Federico Fellini ensaiou por vários dias as posições de suas lentes na cena em que Marcello Mastroianni e Anita Ekberg invadem, por uns segundos, a Fontana di Trevi. “Entra aqui!” – grita a personagem Sylvia, atriz americana, a molhar as barras do vestido. Num instante mágico, cessam-se os ruídos. E, em ‘La Dolce Vita’ (1960), tudo para exceto os dois a se olharem. Na cena, entre respingos e delírios esculpidos em mármore, o cineasta põe os espectadores em estado de graça. Tudo simbolizado pelo monumento arquitetônico focado por outra linguagem, o cinema. Como que abrindo um parêntese às críticas aos costumes romanos da época, o diretor nos fala que a Fontana di Trevi não se reduz a um belo cenário, à fonte dos desejos. É elogio à existência, convite aos devaneios... uma doce vida.
O tempo nos esculpe para o bem quando o permitimos por atos de fé e estados d’alma. Lançamos moedas na Fontana di Trevi e mentalizamos anseios secretos, propiciatórios. Nessas horas tentamos apagar da mente os agouros sinistros do destino. As águas que jorram na Fonte satisfariam vontades, promessas de purificação. Admiramos, plenos de intenções sublimadas, majestosas, esculturas de divindades da mitologia greco-romana: o deus dos mares (Netuno, em idioma latino) e baixos-relevos de jovens deidades da saúde, das abundâncias do trigo, do vinho, das frutas e flores. Esse marco em estilo barroco é um ícone urbano secular. Sem que saibamos, nos injeta de fé e felicidade.

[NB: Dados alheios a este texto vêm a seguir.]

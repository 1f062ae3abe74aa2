use crate::{config::AppConfig, errors::ServiceError};
use sea_orm::{ConnectOptions, Database, DatabaseConnection};
use sea_orm_migration::MigratorTrait;
use std::time::Duration;
use tracing::{debug, error, info};

pub type DbPool = DatabaseConnection;

/// Configuration for database connection
#[derive(Debug, Clone)]
pub struct DbConfig {
    /// Database connection URL
    pub url: String,
    pub max_connections: u32,
    pub min_connections: u32,
    pub connect_timeout: Duration,
    pub idle_timeout: Duration,
    /// Acquire connection timeout
    pub acquire_timeout: Duration,
}

impl Default for DbConfig {
    fn default() -> Self {
        Self {
            url: String::new(),
            max_connections: 10,
            min_connections: 1,
            connect_timeout: Duration::from_secs(30),
            idle_timeout: Duration::from_secs(600),
            acquire_timeout: Duration::from_secs(8),
        }
    }
}

impl From<&AppConfig> for DbConfig {
    fn from(cfg: &AppConfig) -> Self {
        Self {
            url: cfg.database_url.clone(),
            max_connections: cfg.db_max_connections,
            min_connections: cfg.db_min_connections.min(cfg.db_max_connections),
            connect_timeout: Duration::from_secs(cfg.db_connect_timeout_secs),
            idle_timeout: Duration::from_secs(cfg.db_idle_timeout_secs),
            acquire_timeout: Duration::from_secs(cfg.db_acquire_timeout_secs),
        }
    }
}

/// Establishes a connection pool to the database with default tuning.
pub async fn establish_connection(database_url: &str) -> Result<DbPool, ServiceError> {
    let config = DbConfig {
        url: database_url.to_string(),
        ..Default::default()
    };

    establish_connection_with_config(&config).await
}

/// Establishes a connection pool to the database with custom configuration
pub async fn establish_connection_with_config(config: &DbConfig) -> Result<DbPool, ServiceError> {
    debug!("Configuring database connection with: {:?}", config);

    let mut opt = ConnectOptions::new(config.url.clone());
    opt.max_connections(config.max_connections)
        .min_connections(config.min_connections)
        .connect_timeout(config.connect_timeout)
        .acquire_timeout(config.acquire_timeout)
        .idle_timeout(config.idle_timeout)
        .sqlx_logging(true);

    info!(
        "Connecting to database with max_connections={}",
        config.max_connections
    );

    let db_pool = Database::connect(opt).await.map_err(|e| {
        error!("Database connection failed: {}", e);
        ServiceError::DatabaseError(e)
    })?;

    info!("Database connection pool established successfully");
    Ok(db_pool)
}

/// Applies every pending migration from the embedded migrator.
pub async fn run_migrations(pool: &DbPool) -> Result<(), ServiceError> {
    info!("Running database migrations");
    let start = std::time::Instant::now();

    let result = crate::migrator::Migrator::up(pool, None)
        .await
        .map_err(ServiceError::DatabaseError);

    let elapsed = start.elapsed();
    match &result {
        Ok(_) => info!(
            "Database migrations completed successfully in {:?}",
            elapsed
        ),
        Err(e) => error!("Database migrations failed after {:?}: {}", elapsed, e),
    }

    result
}

/// Checks if the database connection is active
pub async fn check_connection(pool: &DbPool) -> Result<(), ServiceError> {
    debug!("Checking database connection");
    let start = std::time::Instant::now();

    let result = pool.ping().await.map_err(ServiceError::DatabaseError);

    let elapsed = start.elapsed();
    match &result {
        Ok(_) => debug!("Database connection check successful in {:?}", elapsed),
        Err(e) => error!(
            "Database connection check failed after {:?}: {}",
            elapsed, e
        ),
    }

    result
}

/// Single-connection in-memory SQLite database with the schema applied.
#[cfg(test)]
pub(crate) async fn memory_pool() -> DbPool {
    let pool = establish_connection_with_config(&DbConfig {
        url: "sqlite::memory:".into(),
        max_connections: 1,
        min_connections: 1,
        ..Default::default()
    })
    .await
    .expect("in-memory sqlite");
    run_migrations(&pool).await.expect("migrations");
    pool
}

#[cfg(test)]
mod tests {
    use super::*;

    #[test]
    fn db_config_follows_app_config() {
        let mut app = AppConfig::new(
            "sqlite::memory:".into(),
            "127.0.0.1".into(),
            8080,
            "test".into(),
        );
        app.db_max_connections = 4;
        app.db_min_connections = 9;

        let db = DbConfig::from(&app);
        assert_eq!(db.url, "sqlite::memory:");
        assert_eq!(db.max_connections, 4);
        assert_eq!(db.min_connections, 4);
        assert_eq!(db.acquire_timeout, Duration::from_secs(8));
    }

    #[tokio::test]
    async fn in_memory_database_migrates_and_pings() {
        let pool = memory_pool().await;
        check_connection(&pool).await.expect("ping");
    }
}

Entrementes, num lance estético talvez instintivo, Fellini se afasta do tom satírico à burguesia romana de seu tempo. Mostra a “doce vida” dos parasitas sociais, dos bon-vivants e seus vazios existenciais. Marcello Rubini (Mastroianni) é um jornalista decadente, galanteador e fútil, farejador de fofocas sobre fidalgos farristas e celebridades efêmeras. Sylvia (Ekberg) é volúvel, coquete e banal. Adentra a Fontana di Trevi em ato vulgar, dessacralizado. Em vista disso, seria o caso de perguntarmos: Que enigmas sedutores desvelam-se naquela cena e a fazem um auge do cinema? Talvez, arrisco dizer, a inteligência criativa, mesclando razão e sentimento, engenho e intuição, criem um halo de espiritualidade que só captamos por sensações, não pelo intelecto.

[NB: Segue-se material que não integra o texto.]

use sea_orm_migration::prelude::*;

pub struct Migrator;

#[async_trait::async_trait]
impl MigratorTrait for Migrator {
    fn migrations() -> Vec<Box<dyn MigrationTrait>> {
        vec![
            Box::new(m20240601_000001_create_receptions_table::Migration),
            Box::new(m20240601_000002_create_quality_checks_table::Migration),
            Box::new(m20240601_000003_create_warehouse_product_table::Migration),
            Box::new(m20240601_000004_create_inventory_table::Migration),
            Box::new(m20240601_000005_create_returns_table::Migration),
            Box::new(m20240601_000006_create_locations_table::Migration),
        ]
    }
}

mod m20240601_000001_create_receptions_table {
    use sea_orm_migration::prelude::*;

    pub struct Migration;

    impl MigrationName for Migration {
        fn name(&self) -> &str {
            "m20240601_000001_create_receptions_table"
        }
    }

    #[async_trait::async_trait]
    impl MigrationTrait for Migration {
        async fn up(&self, manager: &SchemaManager) -> Result<(), DbErr> {
            manager
                .create_table(
                    Table::create()
                        .table(Receptions::Table)
                        .if_not_exists()
                        .col(
                            ColumnDef::new(Receptions::Id)
                                .integer()
                                .not_null()
                                .auto_increment()
                                .primary_key(),
                        )
                        .col(ColumnDef::new(Receptions::Supplier).string().not_null())
                        .col(ColumnDef::new(Receptions::Status).string_len(32).not_null())
                        .col(ColumnDef::new(Receptions::Notes).text().null())
                        .col(
                            ColumnDef::new(Receptions::CreatedAt)
                                .timestamp_with_time_zone()
                                .not_null(),
                        )
                        .to_owned(),
                )
                .await
        }

        async fn down(&self, manager: &SchemaManager) -> Result<(), DbErr> {
            manager
                .drop_table(Table::drop().table(Receptions::Table).to_owned())
                .await
        }
    }

    #[derive(DeriveIden)]
    pub(super) enum Receptions {
        Table,
        Id,
        Supplier,
        Status,
        Notes,
        CreatedAt,
    }
}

Pessoas de todos os lugares visitam La Fontana di Trevi, também, e quiçá principalmente, motivadas pela rápida cena de ‘La Dolce Vita’. Talvez o mundo esteja farto de si e busque recompor, por intermédio do filme, os sentimentos de serenidade e devaneios que aos poucos estamos perdendo. Por instantes, movidos pelo talento do estupendo cineasta, apeamos do real e embarcamos no sonho. No filme argentino ‘Elsa & Fred’ (2005), de Marcos Carnevale, e na versão norte-americana de Michael Radford (2014), casais apaixonados viajam a Roma e, satisfazendo desejos de tanta gente, repetem a cena vivida pelas criaturas de Fellini. Caros leitores, a mensagem das artes é o real inventado. Realiza a mais linda das selfies que fazemos em segredo. E a compartilhamos conosco, também em segredo, em suaves viagens da alma.